Zunächst warnte die WHO vor neuen Reisebeschränkungen. Die Organisation empfiehlt den Ländern, „bei der Verhängung von Reisebeschränkungen weiterhin einen risikobasierten und wissenschaftlichen Ansatz zu verfolgen“, sagte WHO-Sprecher Christian Lindmeier am Freitag in Genf. „Es gibt eine Warnung vor der Auferlegung von Reisebeschränkungen“, fügte er hinzu.

Wolfgang Preiser, Virologe an der Universität Stellenbosch in Südafrika, kennt die aktuellen Reisebeschränkungen. „Diese Virusvariante scheint sich rasant zu verbreiten, sie wurde bereits nach Hongkong und wahrscheinlich auch nach Botswana exportiert“, sagte der deutsche Wissenschaftler The Aktuelle News. „Das ist verheerend für Südafrika, diese Entwicklung kommt zum denkbar ungünstigsten Zeitpunkt.“

Preiser betont aber auch, dass sich die Forschung zu B.1.1.529 in einem „frühen Stadium“ befinde. Derzeit laufen Studien auf Hochtouren, um den klinischen Verlauf und die Wirksamkeit von Antikörpern gegen das Virus zu untersuchen.

In Südafrika wird nun angenommen, dass B.1.1.529 der Beginn der vierten Welle ist. Mitte November gab es täglich rund 300 Infektionen, am Mittwoch waren es bereits 1000. Die Zahlen steigen rasant, vor allem im Großraum der Wirtschaftsmetropole Johannesburg, der Drehscheibe des Landes. In einigen Kreisen war in den vergangenen Tagen fast jeder dritte Test positiv. Die meisten Fälle, so berichtet Preiser, scheinen bislang mild verlaufen zu sein. Das ist aber wenig aussagekräftig, da die meisten Infizierten relativ jung sind.

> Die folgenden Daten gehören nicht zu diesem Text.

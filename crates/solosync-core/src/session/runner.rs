//! Async driver for a [`SessionMachine`].
//!
//! Ticks the machine from tokio's monotonic clock, applies user controls
//! arriving on a channel, and publishes every [`SessionEvent`] to the
//! front end. Controls and ticks are handled one at a time, so the machine
//! never sees two triggers concurrently.

use std::time::Duration;

use tokio::sync::{mpsc, watch};
use tokio::time::{self, Instant, MissedTickBehavior};
use tracing::{debug, info};
use uuid::Uuid;

use super::effects::SessionEffects;
use super::machine::SessionMachine;
use super::view::SessionView;
use crate::error::SessionError;
use crate::events::SessionEvent;

/// User input to a running session.
#[derive(Debug, Clone, Copy, PartialEq, Eq)]
pub enum Control {
    Start,
    Pause,
    Resume,
    TogglePause,
    Skip,
    ToggleAnnouncements,
    ToggleAudioCues,
    /// Leave the player. Abandons the session if it is still running.
    Quit,
}

#[derive(Debug, Clone, Copy, PartialEq, Eq)]
pub enum Outcome {
    /// Every step played; the survey for `routine_id` is next.
    Finished { session_id: Uuid, routine_id: u64 },
    Abandoned,
}

pub struct SessionRunner<E: SessionEffects> {
    machine: SessionMachine<E>,
    tick_every: Duration,
    views: Option<watch::Sender<SessionView>>,
}

impl<E: SessionEffects> SessionRunner<E> {
    pub fn new(machine: SessionMachine<E>) -> Self {
        Self {
            machine,
            tick_every: Duration::from_millis(250),
            views: None,
        }
    }

    /// How often elapsed time is fed to the timer. Shorter intervals make
    /// second boundaries land closer to wall time.
    pub fn with_tick_interval(mut self, every: Duration) -> Self {
        self.tick_every = every;
        self
    }

    /// Publish a fresh [`SessionView`] whenever the machine emits events.
    pub fn with_views(mut self, views: watch::Sender<SessionView>) -> Self {
        views.send_replace(self.machine.view());
        self.views = Some(views);
        self
    }

    pub fn machine(&self) -> &SessionMachine<E> {
        &self.machine
    }

    /// Drive the session until it finishes or the user quits.
    ///
    /// A closed control channel counts as `Quit`. A closed event channel is
    /// ignored. Fails only when `Start` is sent for a routine without steps.
    pub async fn run(
        mut self,
        mut controls: mpsc::Receiver<Control>,
        events: mpsc::UnboundedSender<SessionEvent>,
    ) -> Result<Outcome, SessionError> {
        let mut ticker = time::interval(self.tick_every);
        ticker.set_missed_tick_behavior(MissedTickBehavior::Delay);
        let mut last = Instant::now();

        loop {
            tokio::select! {
                _ = ticker.tick() => {
                    let now = Instant::now();
                    let batch = self.machine.poll(now - last);
                    self.publish(&events, batch);
                    last = now;
                }
                control = controls.recv() => {
                    // Settle time elapsed so far before applying the control.
                    let now = Instant::now();
                    let batch = self.machine.poll(now - last);
                    self.publish(&events, batch);
                    last = now;

                    let control = control.unwrap_or(Control::Quit);
                    debug!(?control, phase = ?self.machine.phase(), "control");
                    if control == Control::Quit {
                        if self.machine.is_finished() {
                            break;
                        }
                        let batch = self.machine.abandon().into_iter().collect();
                        self.publish(&events, batch);
                        info!("player closed before the session finished");
                        return Ok(Outcome::Abandoned);
                    }
                    let batch = self.apply(control)?;
                    self.publish(&events, batch);
                }
            }

            if self.machine.is_finished() {
                break;
            }
        }

        Ok(Outcome::Finished {
            session_id: self.machine.session_id(),
            routine_id: self.machine.routine().id,
        })
    }

    fn publish(&self, events: &mpsc::UnboundedSender<SessionEvent>, batch: Vec<SessionEvent>) {
        if batch.is_empty() {
            return;
        }
        for event in batch {
            let _ = events.send(event);
        }
        if let Some(views) = &self.views {
            views.send_replace(self.machine.view());
        }
    }

    fn apply(&mut self, control: Control) -> Result<Vec<SessionEvent>, SessionError> {
        let m = &mut self.machine;
        let events = match control {
            Control::Start => m.start()?,
            Control::Pause => m.pause().into_iter().collect(),
            Control::Resume => m.resume().into_iter().collect(),
            Control::TogglePause => m.toggle_pause().into_iter().collect(),
            Control::Skip => m.skip(),
            Control::ToggleAnnouncements => {
                let on = !m.toggles().announcements.is_on();
                vec![m.set_announcements(on)]
            }
            Control::ToggleAudioCues => {
                let on = !m.toggles().audio_cues.is_on();
                vec![m.set_audio_cues(on)]
            }
            Control::Quit => Vec::new(),
        };
        Ok(events)
    }
}
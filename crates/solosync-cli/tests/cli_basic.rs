//! Basic CLI E2E tests.
//!
//! Tests run the built binary against a throwaway config directory and
//! verify outputs. Nothing here talks to the API.

use std::process::Command;

use tempfile::TempDir;

/// Run a CLI command with its config under `home` and return output.
fn run_cli(home: &TempDir, args: &[&str]) -> (i32, String, String) {
    let output = Command::new(env!("CARGO_BIN_EXE_solosync"))
        .args(args)
        .env("XDG_CONFIG_HOME", home.path())
        .env("HOME", home.path())
        .env_remove("SOLOSYNC_ENV")
        .env_remove("RUST_LOG")
        .output()
        .expect("Failed to execute CLI command");

    let stdout = String::from_utf8_lossy(&output.stdout).to_string();
    let stderr = String::from_utf8_lossy(&output.stderr).to_string();
    let code = output.status.code().unwrap_or(-1);

    (code, stdout, stderr)
}

#[test]
fn test_config_defaults() {
    let home = TempDir::new().unwrap();
    let (code, stdout, _) = run_cli(&home, &["config", "get", "preferences.announcements_enabled"]);
    assert_eq!(code, 0, "Config get failed");
    assert_eq!(stdout.trim(), "false");

    let (code, stdout, _) = run_cli(&home, &["config", "get", "cues.prep_secs"]);
    assert_eq!(code, 0);
    assert_eq!(stdout.trim(), "3");
}

#[test]
fn test_config_set_persists() {
    let home = TempDir::new().unwrap();
    let (code, _, _) = run_cli(&home, &["config", "set", "preferences.audio_cues_enabled", "false"]);
    assert_eq!(code, 0, "Config set failed");

    let (code, stdout, _) = run_cli(&home, &["config", "get", "preferences.audio_cues_enabled"]);
    assert_eq!(code, 0);
    assert_eq!(stdout.trim(), "false");
}

#[test]
fn test_config_list_is_json() {
    let home = TempDir::new().unwrap();
    let (code, stdout, _) = run_cli(&home, &["config", "list"]);
    assert_eq!(code, 0, "Config list failed");
    let parsed: serde_json::Value = serde_json::from_str(&stdout).unwrap();
    assert!(parsed.get("preferences").is_some());
    assert!(parsed.get("cues").is_some());
}

#[test]
fn test_config_reset() {
    let home = TempDir::new().unwrap();
    run_cli(&home, &["config", "set", "cues.prep_secs", "10"]);
    let (code, _, _) = run_cli(&home, &["config", "reset"]);
    assert_eq!(code, 0, "Config reset failed");

    let (_, stdout, _) = run_cli(&home, &["config", "get", "cues.prep_secs"]);
    assert_eq!(stdout.trim(), "3");
}

#[test]
fn test_config_unknown_key_fails() {
    let home = TempDir::new().unwrap();
    let (code, _, stderr) = run_cli(&home, &["config", "get", "nope.nothing"]);
    assert_eq!(code, 1);
    assert!(stderr.contains("error: unknown key"));
}

#[test]
fn test_log_submit_rejects_bad_metric() {
    let home = TempDir::new().unwrap();
    let (code, _, _) = run_cli(
        &home,
        &["log", "submit", "3", "--difficulty", "3", "--metric", "passes"],
    );
    assert_ne!(code, 0);
}

#[test]
fn test_debug_logs_only_with_verbose() {
    let home = TempDir::new().unwrap();
    let (code, _, stderr) = run_cli(&home, &["config", "get", "cues.prep_secs"]);
    assert_eq!(code, 0);
    assert!(!stderr.contains("default config written"), "{stderr}");

    let (code, stdout, stderr) = run_cli(&home, &["-v", "config", "get", "cues.prep_secs"]);
    assert_eq!(code, 0);
    assert_eq!(stdout.trim(), "3");
    assert!(stderr.contains("config loaded"), "{stderr}");
}
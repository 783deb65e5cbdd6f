//! Audible cues: short tones and spoken announcements.
//!
//! Both components are fire-and-forget. Delayed cues run on the tokio
//! runtime when one is present, otherwise on a short-lived thread, and
//! re-check their enabled switch when they fire.

pub mod beep;
pub mod speech;

pub use beep::{BeepGenerator, TerminalBell, Tone, ToneSink};
pub use speech::{Announcer, CommandSpeech, SpeechBackend};

use std::sync::atomic::{AtomicBool, Ordering};
use std::sync::Arc;
use std::time::Duration;

/// Shared on/off flag, read at the moment a cue fires.
#[derive(Debug, Clone)]
pub struct CueSwitch(Arc<AtomicBool>);

impl CueSwitch {
    pub fn new(on: bool) -> Self {
        Self(Arc::new(AtomicBool::new(on)))
    }

    pub fn is_on(&self) -> bool {
        self.0.load(Ordering::SeqCst)
    }

    pub fn set(&self, on: bool) {
        self.0.store(on, Ordering::SeqCst);
    }
}

/// Run `f` after `delay` without blocking the caller.
pub(crate) fn spawn_delayed<F>(delay: Duration, f: F)
where
    F: FnOnce() + Send + 'static,
{
    if delay.is_zero() {
        f();
        return;
    }
    match tokio::runtime::Handle::try_current() {
        Ok(handle) => {
            handle.spawn(async move {
                tokio::time::sleep(delay).await;
                f();
            });
        }
        Err(_) => {
            std::thread::spawn(move || {
                std::thread::sleep(delay);
                f();
            });
        }
    }
}
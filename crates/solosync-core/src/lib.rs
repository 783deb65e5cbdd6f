//! # SoloSync Core Library
//!
//! Guided playback of solo practice routines: a preparation countdown, then
//! each drill with its optional rest, with spoken and audible cues and the
//! screen kept awake while playing. Routines come from the SoloSync API; a
//! finished session is followed by a survey that is logged back to it.
//!
//! ## Architecture
//!
//! - **Phase timer**: a restartable countdown that the caller feeds elapsed
//!   time; every run carries an identity so stale events can be dropped
//! - **Session machine**: the `Idle -> Prep -> Activity/Rest -> Finished`
//!   state machine, triggering cues through the [`SessionEffects`] seam
//! - **Cues**: cancel-and-replace [`Announcer`], lazily opened
//!   [`BeepGenerator`], idempotent [`WakeLockManager`]
//! - **Runner**: async driver ticking the machine and applying user controls
//! - **API**: routines, session logs, auth with single-flight token refresh
//! - **Storage**: TOML configuration including the persisted player toggles
//!
//! ## Key Components
//!
//! - [`SessionMachine`]: playback state machine
//! - [`PhaseTimer`]: countdown with run identities
//! - [`ApiClient`]: HTTP access to the SoloSync API
//! - [`Config`]: application configuration management

pub mod api;
pub mod audio;
pub mod error;
pub mod events;
pub mod history;
pub mod logging;
pub mod routine;
pub mod session;
pub mod storage;
pub mod survey;
pub mod timer;
pub mod wake_lock;

pub use api::{ApiClient, KeyringTokenStore, MemoryTokenStore, TokenStore};
pub use audio::{Announcer, BeepGenerator, CueSwitch, Tone};
pub use error::{
    ApiError, ConfigError, CoreError, LoadError, ResourceError, SessionError, ValidationError,
};
pub use events::SessionEvent;
pub use history::{HistoryStats, MonthGrid};
pub use routine::{Routine, RoutineSummary, Step};
pub use session::{
    Control, Outcome, PlatformEffects, SessionEffects, SessionMachine, SessionRunner,
    SessionToggles, SessionView,
};
pub use storage::{Config, CueConfig, Preferences};
pub use survey::SurveyDraft;
pub use timer::{Phase, PhaseTimer, RunId};
pub use wake_lock::WakeLockManager;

Immerhin: 41 Prozent der erwachsenen Südafrikaner sind geimpft. Anders als in vielen anderen Ländern des Kontinents gibt es seit Wochen genügend Impfstoffe und Kapazitäten, um diese Zahl deutlich zu erhöhen. Aber Impfskepsis ist weit verbreitet; Nur jeder fünfte junge Erwachsene ist geimpft. Es überrascht nicht, dass einer der frühesten Infektionscluster unter Studenten in Pretoria war.